Tips & tricks by Hannah Pooley

Friends are the people that make us. They are our crux, our confidantes, our role models, our motivators, and our partners-in-crime. So when we lose a friend, it can leave a particularly prominent hole in our lives. Getting through a friendship breakup is difficult, but not impossible. Hannah Pooley gives her six tips for doing so.

The Beatles once sang ‘I get by with a little help from my friends’ and in this hectic and sometimes perplexing world, the phrase still feels as apt as it was in 1967. Friends are an integral part of our lives; they are who we go to for support and advice when times are tough, and they are the people we can be our true selves with.
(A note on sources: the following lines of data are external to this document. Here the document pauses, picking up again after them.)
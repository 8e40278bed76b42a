/*
 * Failmail SMTP buffering relay
 * Copyright (C) 2022 the Failmail developers
 *
 * This program is free software: you can redistribute it and/or modify it under
 * the terms of the GNU General Public License as published by the Free Software
 * Foundation, either version 3 of the License, or any later version.
 *
 * This program is distributed in the hope that it will be useful, but WITHOUT
 * ANY WARRANTY; without even the implied warranty of MERCHANTABILITY or FITNESS
 * FOR A PARTICULAR PURPOSE.  See the GNU General Public License for more details.
 *
 * You should have received a copy of the GNU General Public License along with
 * this program. If not, see https://www.gnu.org/licenses/.
 *
*/
use crate::{channel_message::SendRequest, upstream::Upstream};
use failmail_store::Maildir;

/// The sender task: relays digests to the upstream, one at a time.
///
/// A failed send is archived to the failed maildir (best effort) and the
/// error forwarded to the summarizer, which keeps the batch for a retry.
/// Exits when the send channel closes.
pub async fn start(
    upstream: Box<dyn Upstream>,
    failed_maildir: Maildir,
    mut sending: tokio::sync::mpsc::Receiver<SendRequest>,
) {
    while let Some(SendRequest { message, reply }) = sending.recv().await {
        let result = upstream.send(&message).await;

        if let Err(error) = &result {
            tracing::warn!(target: "sender", %error, "Couldn't send message.");
            if let Err(error) =
                failed_maildir.write(std::time::SystemTime::now(), &message.data)
            {
                tracing::warn!(target: "sender", %error, "Couldn't archive the failed message.");
            }
        }

        // the summarizer may have been cancelled meanwhile
        let _ = reply.send(result);
    }

    tracing::info!(target: "sender", "Done sending.");
}
/*
 * Failmail SMTP buffering relay
 * Copyright (C) 2022 the Failmail developers
 *
 * This program is free software: you can redistribute it and/or modify it under
 * the terms of the GNU General Public License as published by the Free Software
 * Foundation, either version 3 of the License, or any later version.
 *
 * This program is distributed in the hope that it will be useful, but WITHOUT
 * ANY WARRANTY; without even the implied warranty of MERCHANTABILITY or FITNESS
 * FOR A PARTICULAR PURPOSE.  See the GNU General Public License for more details.
 *
 * You should have received a copy of the GNU General Public License along with
 * this program. If not, see https://www.gnu.org/licenses/.
 *
*/
use crate::channel_message::StorageRequest;
use failmail_common::{AddressRewriter, Event, Reply};

mod auth;
mod connection;
mod session;

pub use auth::SingleUserPlainAuth;
pub use connection::Connection;
pub use session::{Action, AuthState, Security, Session};

/// Everything a session needs from its surroundings.
pub struct ReceiverContext {
    /// Name announced in the greeting and EHLO replies.
    pub hostname: String,
    /// AUTH PLAIN validator, when credentials are configured.
    pub auth: Option<SingleUserPlainAuth>,
    /// Refuse AUTH until the session switched to TLS.
    pub require_tls: bool,
    /// STARTTLS server configuration, when TLS material is configured.
    pub tls_config: Option<std::sync::Arc<rustls::ServerConfig>>,
    /// Recipient rewriter applied at ingest.
    pub rewriter: AddressRewriter,
    /// Channel to the writer task.
    pub received: tokio::sync::mpsc::Sender<StorageRequest>,
    /// Log both directions of every session.
    pub debug: bool,
}

impl ReceiverContext {
    fn new_session(&self) -> Session {
        let auth = match &self.auth {
            Some(validator) => AuthState::Required(validator.clone()),
            None => AuthState::NotPermitted,
        };
        Session::new(
            self.hostname.clone(),
            auth,
            Security {
                tls_available: self.tls_config.is_some(),
                tls_active: false,
                auth_requires_tls: self.require_tls,
            },
        )
    }
}

/// Drive one client connection from greeting to close.
///
/// # Errors
///
/// * the transport failed
/// * the TLS handshake failed
pub async fn handle_connection<S>(
    ctx: std::sync::Arc<ReceiverContext>,
    name: String,
    stream: S,
) -> anyhow::Result<()>
where
    S: tokio::io::AsyncRead + tokio::io::AsyncWrite + Send + Unpin,
{
    let mut conn = Connection::new(name, ctx.debug, stream);
    let mut session = ctx.new_session();
    conn.send_reply(&session.greeting()).await?;

    if !command_loop(&mut conn, &mut session, &ctx).await? {
        return Ok(());
    }

    // the 220 has been written; run the TLS server handshake and resume the
    // same session over the encrypted stream
    let tls_config = ctx
        .tls_config
        .clone()
        .ok_or_else(|| anyhow::anyhow!("session offered STARTTLS without TLS material"))?;
    let acceptor = tokio_rustls::TlsAcceptor::from(tls_config);
    let name = conn.name.clone();
    let stream = acceptor.accept(conn.into_inner()).await?;

    let mut conn = Connection::new(name, ctx.debug, stream);
    session.set_tls_active();

    if command_loop(&mut conn, &mut session, &ctx).await? {
        anyhow::bail!("session requested a second TLS upgrade");
    }
    Ok(())
}

/// Read and answer commands until the session closes (`false`) or asks for
/// a TLS upgrade (`true`, after the `220` has been written).
async fn command_loop<S>(
    conn: &mut Connection<S>,
    session: &mut Session,
    ctx: &ReceiverContext,
) -> anyhow::Result<bool>
where
    S: tokio::io::AsyncRead + tokio::io::AsyncWrite + Send + Unpin,
{
    loop {
        let Some(line) = conn.read_line().await? else {
            tracing::info!(target: "receiver", "[{}] client went away", conn.name);
            return Ok(false);
        };

        let event = match Event::parse_cmd(line.trim_end_matches("\r\n")) {
            Ok(event) => event,
            Err(_) => {
                conn.send_reply(&Reply::new(500, "Parse error")).await?;
                continue;
            }
        };

        match session.advance(event) {
            Action::Reply(reply) => conn.send_reply(&reply).await?,
            Action::Close(reply) => {
                conn.send_reply(&reply).await?;
                return Ok(false);
            }
            Action::UpgradeTls(reply) => {
                conn.send_reply(&reply).await?;
                return Ok(true);
            }
            Action::ReadAuthResponse(challenge) => {
                conn.send_reply(&challenge).await?;
                let Some(response) = conn.read_line().await? else {
                    return Ok(false);
                };
                let reply = session.read_auth_response(&response);
                conn.send_reply(&reply).await?;
            }
            Action::ReadData(reply) => {
                conn.send_reply(&reply).await?;
                let reply = read_data(conn, session, ctx).await;
                conn.send_reply(&reply).await?;
            }
        }
    }
}

/// Read the DATA payload up to the lone `.` line, hand the message to the
/// writer, and wait for the storage acknowledgement. The payload is kept
/// exactly as received: no dot-unstuffing is applied.
async fn read_data<S>(
    conn: &mut Connection<S>,
    session: &mut Session,
    ctx: &ReceiverContext,
) -> Reply
where
    S: tokio::io::AsyncRead + tokio::io::AsyncWrite + Send + Unpin,
{
    let mut data = String::new();
    loop {
        match conn.read_line().await {
            Ok(Some(line)) if line == ".\r\n" => break,
            Ok(Some(line)) => data.push_str(&line),
            Ok(None) | Err(_) => return Reply::new(451, "Failed to read data"),
        }
    }

    let message = match session.data_complete(data, &ctx.rewriter) {
        Ok(message) => message,
        Err(e) => {
            tracing::info!(target: "receiver", "[{}] unparseable message: {e}", conn.name);
            return Reply::new(451, "Failed to parse data");
        }
    };
    tracing::info!(
        target: "receiver",
        "[{}] received message with subject {:?}",
        conn.name,
        message.mail.subject()
    );

    // the client is told 250 only once the message is durably stored
    let (reply_tx, reply_rx) = tokio::sync::oneshot::channel();
    let request = StorageRequest {
        message,
        reply: reply_tx,
    };
    if ctx.received.send(request).await.is_err() {
        return Reply::new(451, "Failed to store data");
    }

    match reply_rx.await {
        Ok(Ok(_id)) => Reply::new(250, "Got the data"),
        Ok(Err(e)) => {
            tracing::warn!(target: "receiver", "[{}] storage failure: {e}", conn.name);
            Reply::new(451, "Failed to store data")
        }
        Err(_) => Reply::new(451, "Failed to store data"),
    }
}

#[cfg(test)]
mod tests {
    use super::*;
    use failmail_store::{MemoryStore, MessageStore};

    /// A context backed by a writer task over an in-memory store.
    fn context(
        auth: Option<SingleUserPlainAuth>,
    ) -> (
        std::sync::Arc<ReceiverContext>,
        std::sync::Arc<MemoryStore>,
        tokio::task::JoinHandle<()>,
    ) {
        let store = std::sync::Arc::new(MemoryStore::new());
        let (received, mut rx) = tokio::sync::mpsc::channel::<StorageRequest>(8);

        let writer_store = store.clone();
        let writer = tokio::spawn(async move {
            while let Some(request) = rx.recv().await {
                let result = writer_store
                    .add(std::time::SystemTime::now(), request.message)
                    .await;
                let _ = request.reply.send(result);
            }
        });

        let ctx = std::sync::Arc::new(ReceiverContext {
            hostname: "mail.example.com".to_string(),
            auth,
            require_tls: false,
            tls_config: None,
            rewriter: AddressRewriter::default(),
            received,
            debug: false,
        });
        (ctx, store, writer)
    }

    async fn converse(
        ctx: std::sync::Arc<ReceiverContext>,
        script: &[(&str, &str)],
    ) {
        let (client, server) = tokio::io::duplex(4096);
        let handle = tokio::spawn(handle_connection(ctx, "test".to_string(), server));

        let (read_half, mut write_half) = tokio::io::split(client);
        let mut reader = tokio::io::BufReader::new(read_half);

        let mut banner = String::new();
        tokio::io::AsyncBufReadExt::read_line(&mut reader, &mut banner)
            .await
            .unwrap();
        assert_eq!(banner, "220 mail.example.com Hi there\r\n");

        for (send, expect) in script {
            tokio::io::AsyncWriteExt::write_all(&mut write_half, send.as_bytes())
                .await
                .unwrap();
            if expect.is_empty() {
                continue;
            }
            let mut got = String::new();
            for _ in 0..expect.matches("\r\n").count() {
                let mut line = String::new();
                let n = tokio::io::AsyncBufReadExt::read_line(&mut reader, &mut line)
                    .await
                    .unwrap();
                assert_ne!(n, 0, "connection closed waiting for {expect:?}");
                got.push_str(&line);
            }
            assert_eq!(&got, expect, "after sending {send:?}");
        }

        drop(write_half);
        drop(reader);
        handle.await.unwrap().unwrap();
    }

    #[tokio::test]
    async fn greeting_and_quit() {
        let (ctx, _store, _writer) = context(None);
        converse(ctx, &[("QUIT\r\n", "221 mail.example.com See ya\r\n")]).await;
    }

    #[tokio::test]
    async fn happy_path_stores_the_message() {
        let (ctx, store, _writer) = context(None);
        converse(
            ctx,
            &[
                ("HELO x\r\n", "250 Hello\r\n"),
                ("MAIL FROM:<a@x>\r\n", "250 OK\r\n"),
                ("RCPT TO:<b@y>\r\n", "250 OK\r\n"),
                ("DATA\r\n", "354 Go\r\n"),
                ("Subject: t\r\n\r\nhi\r\n.\r\n", "250 Got the data\r\n"),
                ("QUIT\r\n", "221 mail.example.com See ya\r\n"),
            ],
        )
        .await;

        let (messages, _) = store
            .messages_newer_than(std::time::SystemTime::UNIX_EPOCH)
            .await;
        assert_eq!(messages.len(), 1);
        let message = &messages[0].message;
        assert_eq!(message.envelope_from, "<a@x>");
        assert_eq!(message.envelope_to, ["<b@y>"]);
        assert_eq!(message.mail.subject(), "t");
        assert_eq!(message.mail.body(), "hi\r\n");
    }

    #[tokio::test]
    async fn out_of_sequence_and_parse_errors_keep_the_session() {
        let (ctx, _store, _writer) = context(None);
        converse(
            ctx,
            &[
                ("HELO x\r\n", "250 Hello\r\n"),
                ("RCPT TO:<b@y>\r\n", "503 Command out of sequence\r\n"),
                ("NOT A COMMAND\r\n", "500 Parse error\r\n"),
                ("QUIT\r\n", "221 mail.example.com See ya\r\n"),
            ],
        )
        .await;
    }

    #[tokio::test]
    async fn auth_plain_one_step() {
        let (ctx, _store, _writer) = context(Some(SingleUserPlainAuth::new(
            failmail_config::Credentials {
                username: "test".to_string(),
                password: "test".to_string(),
            },
        )));
        converse(
            ctx,
            &[
                ("AUTH PLAIN dGVzdAB0ZXN0AHRlc3Q=\r\n", "235 Authentication successful\r\n"),
                ("QUIT\r\n", "221 mail.example.com See ya\r\n"),
            ],
        )
        .await;
    }

    #[tokio::test]
    async fn auth_challenge_two_step() {
        let (ctx, _store, _writer) = context(Some(SingleUserPlainAuth::new(
            failmail_config::Credentials {
                username: "test".to_string(),
                password: "test".to_string(),
            },
        )));
        converse(
            ctx,
            &[
                ("AUTH PLAIN\r\n", "334 \r\n"),
                ("dGVzdAB0ZXN0AHRlc3Q=\r\n", "235 Authentication successful\r\n"),
                ("QUIT\r\n", "221 mail.example.com See ya\r\n"),
            ],
        )
        .await;
    }

    #[tokio::test]
    async fn bad_data_gets_451() {
        let (ctx, store, _writer) = context(None);
        converse(
            ctx,
            &[
                ("MAIL FROM:<a@x>\r\n", "250 OK\r\n"),
                ("RCPT TO:<b@y>\r\n", "250 OK\r\n"),
                ("DATA\r\n", "354 Go\r\n"),
                ("no blank line\r\n.\r\n", "451 Failed to parse data\r\n"),
                ("QUIT\r\n", "221 mail.example.com See ya\r\n"),
            ],
        )
        .await;

        let (messages, _) = store
            .messages_newer_than(std::time::SystemTime::UNIX_EPOCH)
            .await;
        assert!(messages.is_empty());
    }
}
A study conducted in 2006 by Utrecht University in the Netherlands, found that men and women accumulate friends until the age of 25, then the numbers begin to fall rapidly and continue to fall throughout the rest of a person’s life.

Even though the loss of friends is a natural and inevitable part of life, it can be confusing and turbulent – so how do you deal with that loss and why don’t we talk about how it affects us?

For whatever reason you have lost a friendship, be it distance, disagreements or paths being different, that sudden empty spot in your life can affect your mental health. It can often feel like you are experiencing grief.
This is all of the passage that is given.